_Your goal:_ Copy, from the listing, every line in which the string "spawn" is present.

_Data in this exercise:_
-*-

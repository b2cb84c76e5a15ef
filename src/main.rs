//! roomlinkd - the roomlink server binary.

use roomlink::config::Config;
use roomlink::http::{self, HealthState};
use roomlink::metrics;
use roomlink::network::{Gateway, QuerySessionResolver};
use roomlink::service::Service;
use std::sync::Arc;
use tokio_util::sync::CancellationToken;
use tracing::{error, info};
use tracing_subscriber::EnvFilter;

fn init_tracing() {
    let filter = EnvFilter::try_from_default_env().unwrap_or_else(|_| EnvFilter::new("info"));
    let json = std::env::var("ROOMLINK_LOG_FORMAT").is_ok_and(|format| format == "json");
    if json {
        tracing_subscriber::fmt()
            .json()
            .with_env_filter(filter)
            .with_current_span(true)
            .init();
    } else {
        tracing_subscriber::fmt()
            .with_env_filter(filter)
            .with_target(true)
            .init();
    }
}

#[tokio::main]
async fn main() -> anyhow::Result<()> {
    init_tracing();

    // Load configuration
    let config_path = std::env::args()
        .nth(1)
        .unwrap_or_else(|| "config.toml".to_string());

    let config = Config::load(&config_path).map_err(|e| {
        error!(path = %config_path, error = %e, "Failed to load config");
        e
    })?;

    info!(
        server = %config.server.name,
        instance = %config.server.instance,
        listen = %config.listen.address,
        "Starting roomlink"
    );

    let service = Service::build(&config).await?;
    let shutdown = CancellationToken::new();

    // Metrics are optional; no port means no HTTP endpoint.
    if let Some(port) = config.server.metrics_port {
        metrics::init();
        let state = HealthState {
            instance: config.server.instance.clone(),
            backend: service.bus.backend(),
            admission: Arc::clone(&service.admission),
            hub: Arc::clone(&service.hub),
        };
        let shutdown = shutdown.clone();
        tokio::spawn(async move {
            http::run_http_server(port, state, shutdown).await;
        });
        info!(port, "Prometheus HTTP server started");
    }

    let gateway = Gateway::bind(
        &config.listen,
        service.gateway_context(Arc::new(QuerySessionResolver)),
    )
    .await?;
    let mut gateway_task = tokio::spawn(gateway.run(shutdown.clone()));

    tokio::select! {
        result = tokio::signal::ctrl_c() => {
            result?;
            info!("Shutdown signal received");
        }
        result = &mut gateway_task => {
            error!("Gateway exited unexpectedly");
            result??;
        }
    }

    shutdown.cancel();
    if !gateway_task.is_finished() {
        gateway_task.await??;
    }
    service.shutdown().await;
    info!("roomlink stopped");
    Ok(())
}
impl PresenceHub {
    pub fn new(bus: Arc<dyn EventBus>, buffers: Arc<BufferPool>, config: HubConfig) -> Arc<Self> {
        Arc::new_cyclic(|hub: &Weak<Self>| Self {
            instance: bus.instance().to_string(),
            bus,
            buffers,
            config,
            rooms: RwLock::new(HashMap::new()),
            inbound: Arc::new(BusInbound { hub: hub.clone() }),
            topics: tokio::sync::Mutex::new(HashSet::new()),
            sweeper: Mutex::new(None),
            stopped: AtomicBool::new(false),
        })
    }

    pub fn config(&self) -> &HubConfig {
        &self.config
    }

    /// Start the offline-entry sweeper. Calling it again is a no-op.
    pub fn start(self: &Arc<Self>) {
        let mut slot = self.sweeper.lock();
        if slot.is_some() || self.stopped.load(Ordering::Acquire) {
            return;
        }
        let token = CancellationToken::new();
        let handle = tokio::spawn(sweep_loop(
            Arc::downgrade(self),
            self.config.sweep_interval(),
            token.clone(),
        ));
        *slot = Some(Sweeper { token, handle });
        debug!(interval = ?self.config.sweep_interval(), "hub sweeper started");
    }

    /// Stop the sweeper and close every transport. Idempotent.
    pub async fn stop(&self) {
        if self.stopped.swap(true, Ordering::AcqRel) {
            return;
        }
        let sweeper = self.sweeper.lock().take();
        if let Some(sweeper) = sweeper {
            sweeper.token.cancel();
            if let Err(e) = sweeper.handle.await {
                warn!(error = %e, "hub sweeper ended abnormally");
            }
        }

        let connections: Vec<Arc<ConnectionState>> = {
            let mut rooms = self.rooms.write();
            rooms.drain().flat_map(|(_, users)| users.into_values()).collect()
        };
        for state in &connections {
            state.mark_offline();
        }

        let topics: Vec<Topic> = self.topics.lock().await.drain().collect();
        for topic in topics {
            if let Err(e) = self.bus.unsubscribe(&topic, &self.inbound).await {
                debug!(%topic, error = %e, "unsubscribe during stop failed");
            }
        }
        info!(connections = connections.len(), "presence hub stopped");
    }

    /// Add a connection to the index and announce it to the room.
    ///
    /// A previous connection of the same user in the same room is taken
    /// offline and replaced.
    #[instrument(skip_all, fields(room = %state.room_id(), user = %state.user_id()))]
    pub async fn register(&self, state: Arc<ConnectionState>) -> Result<(), BusError> {
        if self.stopped.load(Ordering::Acquire) {
            state.mark_offline();
            return Err(BusError::Closed);
        }
        if !state.mark_online() {
            debug!("transport closed before registration");
            return Ok(());
        }
        let room_id = state.room_id();
        let user_id = state.user_id();

        let replaced = {
            let mut rooms = self.rooms.write();
            rooms
                .entry(room_id.to_string())
                .or_default()
                .insert(user_id.to_string(), Arc::clone(&state))
        };
        if let Some(previous) = replaced
            && !Arc::ptr_eq(&previous, &state)
        {
            debug!("replacing previous connection");
            previous.mark_offline();
        }

        if let Err(e) = self.sync_topics(room_id, user_id).await {
            state.mark_offline();
            self.remove_entry(&state);
            if let Err(release) = self.sync_topics(room_id, user_id).await {
                debug!(error = %release, "topic release after failed registration");
            }
            return Err(e);
        }

        self.announce(room_id, user_id, true).await;
        debug!("connection registered");
        Ok(())
    }

    /// Take a connection offline and drop it from the index.
    ///
    /// Only removes the entry if the index still holds this very connection,
    /// so a late unregister of a replaced connection is harmless.
    #[instrument(skip_all, fields(room = %state.room_id(), user = %state.user_id()))]
    pub async fn unregister(&self, state: &Arc<ConnectionState>) {
        state.mark_offline();
        let room_id = state.room_id();
        let user_id = state.user_id();
        if self.remove_entry(state) {
            self.announce(room_id, user_id, false).await;
            debug!("connection unregistered");
        }
        if let Err(e) = self.sync_topics(room_id, user_id).await {
            warn!(error = %e, "failed to release topics");
        }
    }

    /// Deliver to every connection in the room and mirror on the room topic.
    pub async fn broadcast_to_room(&self, room_id: &str, event: &Event) -> Result<(), BusError> {
        self.deliver_to_room(room_id, event, None).await?;
        self.bus.publish(&Topic::room(room_id), event).await
    }

    /// As [`broadcast_to_room`](Self::broadcast_to_room), skipping `user_id`
    /// here and on every other instance.
    pub async fn broadcast_to_room_except(
        &self,
        room_id: &str,
        user_id: &str,
        event: &Event,
    ) -> Result<(), BusError> {
        self.deliver_to_room(room_id, event, Some(user_id)).await?;
        let envelope = Envelope::new(self.instance.as_str(), event.clone()).excluding(user_id);
        self.bus.publish_envelope(&Topic::room(room_id), envelope).await
    }

    /// Deliver to every local connection of `user_id`. A user with no local
    /// connection, or none that accepted the frame, gets one notification.
    pub async fn broadcast_to_user(&self, user_id: &str, event: &Event) -> Result<(), BusError> {
        let connections = self.user_connections(user_id);
        if connections.is_empty() {
            self.notify(vec![user_id.to_string()], event).await;
            return Ok(());
        }
        let frame = self.encode(event)?;
        let missed = self.write_all(&connections, &frame);
        if missed.len() == connections.len() {
            self.notify(vec![user_id.to_string()], event).await;
        }
        Ok(())
    }

    pub fn is_user_online(&self, room_id: &str, user_id: &str) -> bool {
        self.rooms
            .read()
            .get(room_id)
            .and_then(|users| users.get(user_id))
            .is_some_and(|state| state.is_online())
    }

    /// Sorted ids of the users currently online in the room on this instance.
    pub fn online_users(&self, room_id: &str) -> Vec<String> {
        let mut users: Vec<String> = self
            .rooms
            .read()
            .get(room_id)
            .map(|users| {
                users
                    .values()
                    .filter(|state| state.is_online())
                    .map(|state| state.user_id().to_string())
                    .collect()
            })
            .unwrap_or_default();
        users.sort_unstable();
        users
    }

    /// Number of entries in the index, online or not.
    pub fn connection_count(&self) -> usize {
        self.rooms.read().values().map(HashMap::len).sum()
    }

    /// Drop offline entries idle for longer than the retention window.
    /// Returns how many were dropped.
    pub async fn sweep(&self) -> usize {
        let retention = self.config.offline_retention();
        let dropped: Vec<(String, String)> = {
            let mut rooms = self.rooms.write();
            let mut dropped = Vec::new();
            rooms.retain(|room_id, users| {
                users.retain(|user_id, state| {
                    let keep = state.is_online() || state.idle_for() < retention;
                    if !keep {
                        dropped.push((room_id.clone(), user_id.clone()));
                    }
                    keep
                });
                !users.is_empty()
            });
            dropped
        };
        for (room_id, user_id) in &dropped {
            if let Err(e) = self.sync_topics(room_id, user_id).await {
                warn!(room = %room_id, user = %user_id, error = %e, "failed to release topics");
            }
        }
        if !dropped.is_empty() {
            debug!(count = dropped.len(), "swept offline connections");
        }
        dropped.len()
    }

    fn encode(&self, event: &Event) -> Result<Bytes, BusError> {
        self.buffers.encode_json(event).map_err(BusError::Encode)
    }

    fn room_recipients(&self, room_id: &str, except: Option<&str>) -> Vec<Arc<ConnectionState>> {
        self.rooms
            .read()
            .get(room_id)
            .map(|users| {
                users
                    .iter()
                    .filter(|(user_id, _)| except != Some(user_id.as_str()))
                    .map(|(_, state)| Arc::clone(state))
                    .collect()
            })
            .unwrap_or_default()
    }

    fn user_connections(&self, user_id: &str) -> Vec<Arc<ConnectionState>> {
        self.rooms
            .read()
            .values()
            .filter_map(|users| users.get(user_id).cloned())
            .collect()
    }

    /// Write `frame` to each recipient. Returns the users it did not reach;
    /// a failed write takes that connection offline.
    fn write_all(&self, recipients: &[Arc<ConnectionState>], frame: &Bytes) -> Vec<String> {
        let mut missed = Vec::new();
        for state in recipients {
            if !state.is_online() {
                missed.push(state.user_id().to_string());
                continue;
            }
            match state.send(frame.clone()) {
                Ok(()) => metrics::record_delivered(),
                Err(e) => {
                    metrics::record_delivery_failure(e.error_code());
                    debug!(
                        room = %state.room_id(),
                        user = %state.user_id(),
                        error = %e,
                        "write failed, taking connection offline"
                    );
                    state.mark_offline();
                    missed.push(state.user_id().to_string());
                }
            }
        }
        missed
    }

    /// Local delivery of a room event with notification fallback.
    async fn deliver_to_room(
        &self,
        room_id: &str,
        event: &Event,
        except: Option<&str>,
    ) -> Result<(), BusError> {
        let recipients = self.room_recipients(room_id, except);
        metrics::record_fanout(recipients.len());
        if recipients.is_empty() {
            return Ok(());
        }
        let frame = self.encode(event)?;
        let missed = self.write_all(&recipients, &frame);
        self.notify(missed, event).await;
        Ok(())
    }

    /// Presence goes to online users only and never falls back.
    fn deliver_presence(&self, room_id: &str, event: &Event, subject: Option<&str>) -> Result<(), BusError> {
        let recipients: Vec<_> = self
            .room_recipients(room_id, subject)
            .into_iter()
            .filter(|state| state.is_online())
            .collect();
        if recipients.is_empty() {
            return Ok(());
        }
        let frame = self.encode(event)?;
        self.write_all(&recipients, &frame);
        Ok(())
    }

    async fn announce(&self, room_id: &str, user_id: &str, online: bool) {
        let presence = Event::presence(room_id, user_id, online);
        if let Err(e) = self.deliver_presence(room_id, &presence, Some(user_id)) {
            warn!(room = %room_id, error = %e, "presence delivery failed");
        }
        if let Err(e) = self.bus.publish(&Topic::room(room_id), &presence).await {
            warn!(room = %room_id, error = %e, "presence mirror failed");
        }
    }

    /// One `publish_direct` per user, concurrently.
    async fn notify(&self, users: Vec<String>, event: &Event) {
        if users.is_empty() {
            return;
        }
        let sends = users.iter().map(|user_id| async move {
            (user_id, self.bus.publish_direct(user_id, event).await)
        });
        for (user_id, result) in join_all(sends).await {
            match result {
                Ok(()) => metrics::record_fallback(true),
                Err(e) => {
                    metrics::record_fallback(false);
                    warn!(user = %user_id, error = %e, "fallback notification failed");
                }
            }
        }
    }

    /// Records that came from another instance: local delivery only.
    async fn deliver_remote(&self, topic: &Topic, envelope: &Envelope) -> Result<(), BusError> {
        if envelope.origin == self.instance {
            return Ok(());
        }
        let event = &envelope.event;
        match topic.kind() {
            TopicKind::Room if event.is_presence() => {
                self.deliver_presence(topic.id(), event, event.user_id.as_deref())
            }
            TopicKind::Room => {
                self.deliver_to_room(topic.id(), event, envelope.exclude_user.as_deref())
                    .await
            }
            TopicKind::User => {
                let connections = self.user_connections(topic.id());
                if connections.is_empty() {
                    return Ok(());
                }
                let frame = self.encode(event)?;
                self.write_all(&connections, &frame);
                Ok(())
            }
        }
    }

    /// Remove `state` if the index still holds it. Returns whether it did.
    fn remove_entry(&self, state: &Arc<ConnectionState>) -> bool {
        let mut rooms = self.rooms.write();
        let Some(users) = rooms.get_mut(state.room_id()) else {
            return false;
        };
        if !users
            .get(state.user_id())
            .is_some_and(|current| Arc::ptr_eq(current, state))
        {
            return false;
        }
        users.remove(state.user_id());
        if users.is_empty() {
            rooms.remove(state.room_id());
        }
        true
    }

    /// Bring the room and user subscriptions in line with the index.
    async fn sync_topics(&self, room_id: &str, user_id: &str) -> Result<(), BusError> {
        let mut active = self.topics.lock().await;
        let (room_used, user_used) = {
            let rooms = self.rooms.read();
            (
                rooms.get(room_id).is_some_and(|users| !users.is_empty()),
                rooms.values().any(|users| users.contains_key(user_id)),
            )
        };
        for (topic, used) in [
            (Topic::room(room_id), room_used),
            (Topic::user(user_id), user_used),
        ] {
            match (used, active.contains(&topic)) {
                (true, false) => {
                    self.bus.subscribe(&topic, Arc::clone(&self.inbound)).await?;
                    debug!(%topic, "topic acquired");
                    active.insert(topic);
                }
                (false, true) => {
                    active.remove(&topic);
                    self.bus.unsubscribe(&topic, &self.inbound).await?;
                    debug!(%topic, "topic released");
                }
                _ => {}
            }
        }
        Ok(())
    }
}
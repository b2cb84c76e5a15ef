//! Event bus backend configuration.

use serde::Deserialize;
use std::time::Duration;

/// Which event distribution backend to run. Resolved once at startup.
#[derive(Debug, Clone, Copy, Default, Deserialize, PartialEq, Eq)]
#[serde(rename_all = "kebab-case")]
pub enum BusBackend {
    /// Durable, partitioned, replayable log (Kafka in production).
    #[default]
    DurableLog,
    /// Non-durable in-memory pub/sub server (Redis in production).
    PubSubCache,
}

impl BusBackend {
    pub fn as_str(&self) -> &'static str {
        match self {
            Self::DurableLog => "durable-log",
            Self::PubSubCache => "pub-sub-cache",
        }
    }
}

/// Where a consumer group without committed offsets starts reading.
#[derive(Debug, Clone, Copy, Default, Deserialize, PartialEq, Eq)]
#[serde(rename_all = "lowercase")]
pub enum OffsetReset {
    Earliest,
    #[default]
    Latest,
}

impl OffsetReset {
    pub fn as_str(&self) -> &'static str {
        match self {
            Self::Earliest => "earliest",
            Self::Latest => "latest",
        }
    }
}

/// Event bus configuration.
#[derive(Debug, Clone, Deserialize)]
pub struct BusConfig {
    /// Backend kind (default: durable-log).
    #[serde(default)]
    pub backend: BusBackend,
    /// Run the backend in-process instead of connecting to a broker (default: true).
    /// Only meaningful for a single instance; events never leave the process.
    #[serde(default = "default_embedded")]
    pub embedded: bool,
    /// Seconds to back off after a failed backend read (default: 1).
    #[serde(default = "default_retry_backoff")]
    pub read_retry_backoff_secs: u64,
    /// Durable-log settings.
    #[serde(default)]
    pub kafka: KafkaConfig,
    /// Pub/sub-cache settings.
    #[serde(default)]
    pub redis: RedisConfig,
}

impl Default for BusConfig {
    fn default() -> Self {
        Self {
            backend: BusBackend::default(),
            embedded: default_embedded(),
            read_retry_backoff_secs: default_retry_backoff(),
            kafka: KafkaConfig::default(),
            redis: RedisConfig::default(),
        }
    }
}

impl BusConfig {
    pub fn read_retry_backoff(&self) -> Duration {
        Duration::from_secs(self.read_retry_backoff_secs)
    }
}

/// Durable-log (Kafka) settings.
#[derive(Debug, Clone, Deserialize)]
pub struct KafkaConfig {
    /// Bootstrap servers, comma separated (default: "localhost:9092").
    #[serde(default = "default_brokers")]
    pub brokers: String,
    /// Consumer group prefix; the instance id is appended (default: "roomlink").
    #[serde(default = "default_group_prefix")]
    pub group_prefix: String,
    /// Start position for new consumer groups (default: latest).
    #[serde(default)]
    pub auto_offset_reset: OffsetReset,
    /// Producer delivery timeout in milliseconds (default: 2000).
    #[serde(default = "default_producer_timeout")]
    pub producer_timeout_ms: u64,
}

impl Default for KafkaConfig {
    fn default() -> Self {
        Self {
            brokers: default_brokers(),
            group_prefix: default_group_prefix(),
            auto_offset_reset: OffsetReset::default(),
            producer_timeout_ms: default_producer_timeout(),
        }
    }
}

impl KafkaConfig {
    /// Consumer group id for this instance.
    ///
    /// Each instance gets its own group so that every process sees every
    /// record of the topics it is interested in.
    pub fn group_id(&self, instance: &str) -> String {
        format!("{}.{}", self.group_prefix, instance)
    }

    pub fn producer_timeout(&self) -> Duration {
        Duration::from_millis(self.producer_timeout_ms)
    }
}

/// Pub/sub-cache (Redis) settings.
#[derive(Debug, Clone, Deserialize)]
pub struct RedisConfig {
    /// Connection URL (default: "redis://127.0.0.1:6379/0").
    #[serde(default = "default_redis_url")]
    pub url: String,
}

impl Default for RedisConfig {
    fn default() -> Self {
        Self {
            url: default_redis_url(),
        }
    }
}

fn default_embedded() -> bool {
    true
}

fn default_retry_backoff() -> u64 {
    1
}

fn default_brokers() -> String {
    "localhost:9092".to_string()
}

fn default_group_prefix() -> String {
    "roomlink".to_string()
}

fn default_producer_timeout() -> u64 {
    2000
}

fn default_redis_url() -> String {
    "redis://127.0.0.1:6379/0".to_string()
}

-*-

_Answer space:_
        tokio::spawn(async move {
    let mut gateway_task = tokio::spawn(gateway.run(shutdown.clone()));
        let handle = tokio::spawn(sweep_loop(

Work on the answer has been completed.